Data excerpts section start
// Copyright (C) 2025 SyncMyOrders Sp. z o.o.
// SPDX-License-Identifier: AGPL-3.0-or-later
//! Direct spawning: start a loader program as our child and wait for its
//! handshake.

use std::path::Path;
use std::process::Stdio;
use std::time::Duration;

use tokio::process::Command;
use tracing::{debug, warn};

use crate::args::StartupArgs;
use crate::config::SpawnerConfig;
use crate::error::{ErrorCategory, SpawnError, SpawnErrorKind};
use crate::handshake::{self, FinishSignal, Pending};
use crate::process::{AppProcess, InputHandle, OutputCapture, ProcessWatch};
use crate::work_dir::{WORK_DIR_ENV, WorkDir};

/// Starts application processes by running a loader command.
#[derive(Debug, Clone)]
pub struct Loader {
    command: Vec<String>,
    config: SpawnerConfig,
}

impl Loader {
    /// `command` is the program and its arguments.
    pub fn new(command: Vec<String>, config: SpawnerConfig) -> Result<Self, SpawnError> {
        if command.is_empty() {
            return Err(SpawnError::internal("The loader command is empty"));
        }
        Ok(Self { command, config })
    }

    pub fn command(&self) -> &[String] {
        &self.command
    }

    pub fn config(&self) -> &SpawnerConfig {
        &self.config
    }

    /// Start one worker and wait until it finishes its handshake, fails or
    /// exits.
    ///
    /// No timeout applies here; see [`Loader::spawn_with_timeout`].
    pub async fn spawn(&self, args: &StartupArgs) -> Result<AppProcess, SpawnError> {
        let work_dir = WorkDir::create(&self.config.spawn_dir).map_err(|e| {
            SpawnError::internal(format!(
                "Cannot create a work directory in {}: {e}",
                self.config.spawn_dir.display()
            ))
            .with_category(ErrorCategory::FileSystem)
        })?;
        work_dir.write_args(args).map_err(|e| {
            SpawnError::internal(format!("Cannot write startup arguments: {e}"))
                .with_category(ErrorCategory::FileSystem)
        })?;
        let mut finish = FinishSignal::open(&work_dir)?;

        let program = &self.command[0];
        let mut command = Command::new(program);
        command
            .args(&self.command[1..])
            .env(WORK_DIR_ENV, work_dir.path())
            .stdin(Stdio::piped())
            .stdout(Stdio::inherit())
            .stderr(Stdio::piped())
            .kill_on_drop(true);
        if let Some(app_root) = args.app_root()
            && Path::new(app_root).is_dir()
        {
            command.current_dir(app_root);
        }

        let mut child = command.spawn().map_err(|e| {
            SpawnError::internal(format!("Cannot start the loader {program}: {e}"))
                .with_category(ErrorCategory::OperatingSystem)
        })?;
        let pid = child
            .id()
            .map(|id| id as i32)
            .ok_or_else(|| SpawnError::internal("The loader exited before it could be tracked"))?;
        debug!(pid, program = %program, work_dir = %work_dir.path().display(), "Loader started");

        let input = child.stdin.take().map(InputHandle::Pipe);
        let output = OutputCapture::start(child.stderr.take(), pid, self.config.max_output);
        let mut pending = Pending {
            pid,
            watch: ProcessWatch::Child(child),
            input,
            output: Some(output),
        };

        let outcome = handshake::wait_for_finish(&mut finish, &mut pending.watch).await?;
        handshake::conclude(&work_dir, outcome, pending, &self.config).await
    }

    /// [`Loader::spawn`] bounded by `timeout`.
    ///
    /// On expiry the starting process is killed, its work directory removed
    /// and a [`SpawnErrorKind::Timeout`] error returned.
    pub async fn spawn_with_timeout(
        &self,
        args: &StartupArgs,
        timeout: Duration,
    ) -> Result<AppProcess, SpawnError> {
        within(timeout, self.spawn(args)).await
    }
}

/// Bound a spawn by `timeout`, turning expiry into a timeout error.
pub(crate) async fn within<F>(timeout: Duration, spawn: F) -> Result<AppProcess, SpawnError>
where
    F: Future<Output = Result<AppProcess, SpawnError>>,
{
    match tokio::time::timeout(timeout, spawn).await {
        Ok(result) => result,
        Err(_) => {
            warn!(timeout_ms = timeout.as_millis() as u64, "Spawn timed out");
            Err(SpawnError::new(
                SpawnErrorKind::Timeout,
                format!(
                    "The application process did not finish starting within {} ms",
                    timeout.as_millis()
                ),
            )
            .with_category(ErrorCategory::Timeout))
        }
    }
}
Data excerpts section end
_The task_. Print each line of the data exactly. Keep all of it.

_Result_.
// Copyright (C) 2025 SyncMyOrders Sp. z o.o.
// SPDX-License-Identifier: AGPL-3.0-or-later
//! Direct spawning: start a loader program as our child and wait for its
//! handshake.

use std::path::Path;
use std::process::Stdio;
use std::time::Duration;

use tokio::process::Command;
use tracing::{debug, warn};

use crate::args::StartupArgs;
use crate::config::SpawnerConfig;
use crate::error::{ErrorCategory, SpawnError, SpawnErrorKind};
use crate::handshake::{self, FinishSignal, Pending};
use crate::process::{AppProcess, InputHandle, OutputCapture, ProcessWatch};
use crate::work_dir::{WORK_DIR_ENV, WorkDir};

/// Starts application processes by running a loader command.
#[derive(Debug, Clone)]
pub struct Loader {
    command: Vec<String>,
    config: SpawnerConfig,
}

impl Loader {
    /// `command` is the program and its arguments.
    pub fn new(command: Vec<String>, config: SpawnerConfig) -> Result<Self, SpawnError> {
        if command.is_empty() {
            return Err(SpawnError::internal("The loader command is empty"));
        }
        Ok(Self { command, config })
    }

    pub fn command(&self) -> &[String] {
        &self.command
    }

    pub fn config(&self) -> &SpawnerConfig {
        &self.config
    }

    /// Start one worker and wait until it finishes its handshake, fails or
    /// exits.
    ///
    /// No timeout applies here; see [`Loader::spawn_with_timeout`].
    pub async fn spawn(&self, args: &StartupArgs) -> Result<AppProcess, SpawnError> {
        let work_dir = WorkDir::create(&self.config.spawn_dir).map_err(|e| {
            SpawnError::internal(format!(
                "Cannot create a work directory in {}: {e}",
                self.config.spawn_dir.display()
            ))
            .with_category(ErrorCategory::FileSystem)
        })?;
        work_dir.write_args(args).map_err(|e| {
            SpawnError::internal(format!("Cannot write startup arguments: {e}"))
                .with_category(ErrorCategory::FileSystem)
        })?;
        let mut finish = FinishSignal::open(&work_dir)?;

        let program = &self.command[0];
        let mut command = Command::new(program);
        command
            .args(&self.command[1..])
            .env(WORK_DIR_ENV, work_dir.path())
            .stdin(Stdio::piped())
            .stdout(Stdio::inherit())
            .stderr(Stdio::piped())
            .kill_on_drop(true);
        if let Some(app_root) = args.app_root()
            && Path::new(app_root).is_dir()
        {
            command.current_dir(app_root);
        }

        let mut child = command.spawn().map_err(|e| {
            SpawnError::internal(format!("Cannot start the loader {program}: {e}"))
                .with_category(ErrorCategory::OperatingSystem)
        })?;
        let pid = child
            .id()
            .map(|id| id as i32)
            .ok_or_else(|| SpawnError::internal("The loader exited before it could be tracked"))?;
        debug!(pid, program = %program, work_dir = %work_dir.path().display(), "Loader started");

        let input = child.stdin.take().map(InputHandle::Pipe);
        let output = OutputCapture::start(child.stderr.take(), pid, self.config.max_output);
        let mut pending = Pending {
            pid,
            watch: ProcessWatch::Child(child),
            input,
            output: Some(output),
        };

        let outcome = handshake::wait_for_finish(&mut finish, &mut pending.watch).await?;
        handshake::conclude(&work_dir, outcome, pending, &self.config).await
    }

    /// [`Loader::spawn`] bounded by `timeout`.
    ///
    /// On expiry the starting process is killed, its work directory removed
    /// and a [`SpawnErrorKind::Timeout`] error returned.
    pub async fn spawn_with_timeout(
        &self,
        args: &StartupArgs,
        timeout: Duration,
    ) -> Result<AppProcess, SpawnError> {
        within(timeout, self.spawn(args)).await
    }
}

/// Bound a spawn by `timeout`, turning expiry into a timeout error.
pub(crate) async fn within<F>(timeout: Duration, spawn: F) -> Result<AppProcess, SpawnError>
where
    F: Future<Output = Result<AppProcess, SpawnError>>,
{
    match tokio::time::timeout(timeout, spawn).await {
        Ok(result) => result,
        Err(_) => {
            warn!(timeout_ms = timeout.as_millis() as u64, "Spawn timed out");
            Err(SpawnError::new(
                SpawnErrorKind::Timeout,
                format!(
                    "The application process did not finish starting within {} ms",
                    timeout.as_millis()
                ),
            )
            .with_category(ErrorCategory::Timeout))
        }
    }
}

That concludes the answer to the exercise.